Analyze 3 sports articles of your own... try to look for different kinds (like in class today)

Consider how they are different and what kinds of information are in each article.

Make sure to attach the articles to your analysis

Sunday, March 15, 2009

Homework due on Tuesday

Yes, you need to find a NEW article for this week's homework... you need to be immersing yourself in the kind of writing we are doing... so read the section and choose and article. (a new one.

Friday, March 13, 2009

Homework for Tuesday, 3/17

Homework for the weekend (due Tuesday)
Find a sports article on any topic you want (preferably from the NY Times).

Identify each of the following: headline, lead, quotes and structure.

Reflect on the effectiveness on the writing and the content

What did you learn that you can you use in your own writing from the article...

Make sure to cut out the article and staple it to your work to be handed in on Tuesday.

This assignment will be collected.

Tips after reading the last assignments:
  • Make sure to read the article and annotate it - not just highlighting and writing what each part is, but also discuss its effectiveness when you highlight... plus there is difference between a direct and indirect quote... please note it on your article
  • when talking of headlines, leads, quotes and other information, talk about how the author's choices help you understand what is being written.
  • How does the structure affect your understanding?
  • Does the author use good language? Which words, phrases, sentences specifically really stand out and WHY? (this means quote the pieces in your write up)
  • In your reflection, talk about the content briefly, but mostly talk about what you learned about sports writing through this article... what can you use in your own writing specifically and how do you think you would use it?

Tuesday, March 10, 2009

How to use Teacherease for the 1000th time

Please do not look at the grade you have on teacherease...

use this tool as a way to know what you are missing and to record what you have received on finished work... make sure to read the comments written on there as well.

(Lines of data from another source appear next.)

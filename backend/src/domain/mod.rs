//! Guest server domain: entities, pure lifecycle logic, and services.
//!
//! Purpose: Model guest servers brought to a party and the rules governing
//! their registration and lifecycle. Entities are immutable snapshots with
//! documented invariants; the lifecycle functions are pure and return
//! tagged error values for every expected business outcome; the services
//! orchestrate them behind the driving ports in [`ports`].
//!
//! Public surface:
//! - [`Server`], [`Address`], [`GuestServerSetting`] — the data model.
//! - [`guest_server_lifecycle`] — admission control and state transitions.
//! - [`GuestServerEvent`] and the per-transition event records.
//! - [`GuestServerCommandService`] / [`GuestServerQueryService`] — the
//!   driving port implementations.

pub mod guest_server;
pub mod guest_server_events;
pub mod guest_server_lifecycle;
pub mod guest_server_service;
pub mod party;
pub mod ports;
pub mod user;

pub use self::guest_server::{
    Address, AddressData, AddressId, GuestServerSetting, ParseServerStatusError, Server,
    ServerId, ServerQuantitiesByStatus, ServerStatus,
};
pub use self::guest_server_events::{
    EventParty, EventUser, GuestServerApprovedEvent, GuestServerCheckedInEvent,
    GuestServerCheckedOutEvent, GuestServerEvent, GuestServerRegisteredEvent,
};
pub use self::guest_server_lifecycle::{
    ApproveServerError, CheckInServerError, CheckOutServerError, RegistrationDeniedError,
    SERVER_LIMIT_PER_USER, ServerRegistration, append_address, approve_server, build_address,
    check_in_server, check_out_server, ensure_user_may_register_server,
    get_server_quantities_by_status, register_server, replace_address, sort_addresses,
};
pub use self::guest_server_service::{GuestServerCommandService, GuestServerQueryService};
pub use self::party::{PARTY_ID_MAX, Party, PartyId, PartyValidationError};
pub use self::user::{SCREEN_NAME_MAX, ScreenName, User, UserId, UserValidationError};
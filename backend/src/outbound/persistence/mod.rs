//! Persistence adapters for the guest server domain.
//!
//! The stores keep whole snapshots in process memory behind a lock. They
//! round-trip the data model exactly, which is all the persistence port
//! promises; a database-backed adapter would slot in behind the same
//! traits.

pub mod memory_guest_server_repository;
pub mod memory_guest_server_setting_repository;

pub use memory_guest_server_repository::MemoryGuestServerRepository;
pub use memory_guest_server_setting_repository::MemoryGuestServerSettingRepository;
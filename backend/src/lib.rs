//! Lanfest backend library modules.
//!
//! Guest server registration and lifecycle for LAN-party events: the pure
//! domain logic and application services live in [`domain`], the adapters
//! implementing its driven ports in [`outbound`]. The web layer consuming
//! the driving ports is a separate deployment concern.

pub mod domain;
pub mod outbound;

As far as knowing where you stand, refer to the following:
4= A
3=B
2=C
1= Needs Improvement

other break downs:
3.5= A-/B+
2.5=B-/C+
1.5=C-

I hope this helps... when I tabulate grades, I look at your standards and the work you have completed. If you would like to have a conference about your grades, please email me... Do NOT post it to this blog.

Rewriting assignments

When working on rewrites and revisions on "finished" work, please remember to resubmit all prior drafts with the rubric when resubmitting. I need to be able to see your old drafts to be able to recognize the changes you've made.

Thanks a bunch

Portfolio pulling for the second trimester

Please make sure you turn in all of your work for portfolio no later than this evening. I would like to see and give you feedback on the reflections you have written.

Please email me tonight.

Thanks

Make up work for the second trimester

Tomorrow is the last day make up work will be accepted for the second trimester... this includes all rewrites, papers, and blog posts.

Portfolio pulling will be in class on Tuesday, so please make sure you have all work in class on that day. You will be writing reflections and selecting the pieces you would like to put in.

Monday, March 9, 2009

Indesign / Photoshop Test Mon 3/16

Mon 3/16: Indesign / Photoshop Test

make sure you know how to:
- crop photos & adjust brightness / contrast
- set up columns in Indesign
- place text and image files
- adjust text wrap settings
- export from Indesign in Adobe PDF format

Fri 3/20: Final trimester project due
- Take your (or another student's) layout design and files from the Google group (http://groups.google.com/group/foundations-in-journalism) and put the layout together in Indesign
- Export the finished layout in Adobe PDF format and email to: laiernie@gmail.com
- If you need additional time outside of class to finish this, see me for a Pub Lab pass so you can work on it during lunch.

Friday, March 6, 2009

Homework for the weekend (due Tuesday)

Find a sports article on any topic you want (preferably from the NY Times).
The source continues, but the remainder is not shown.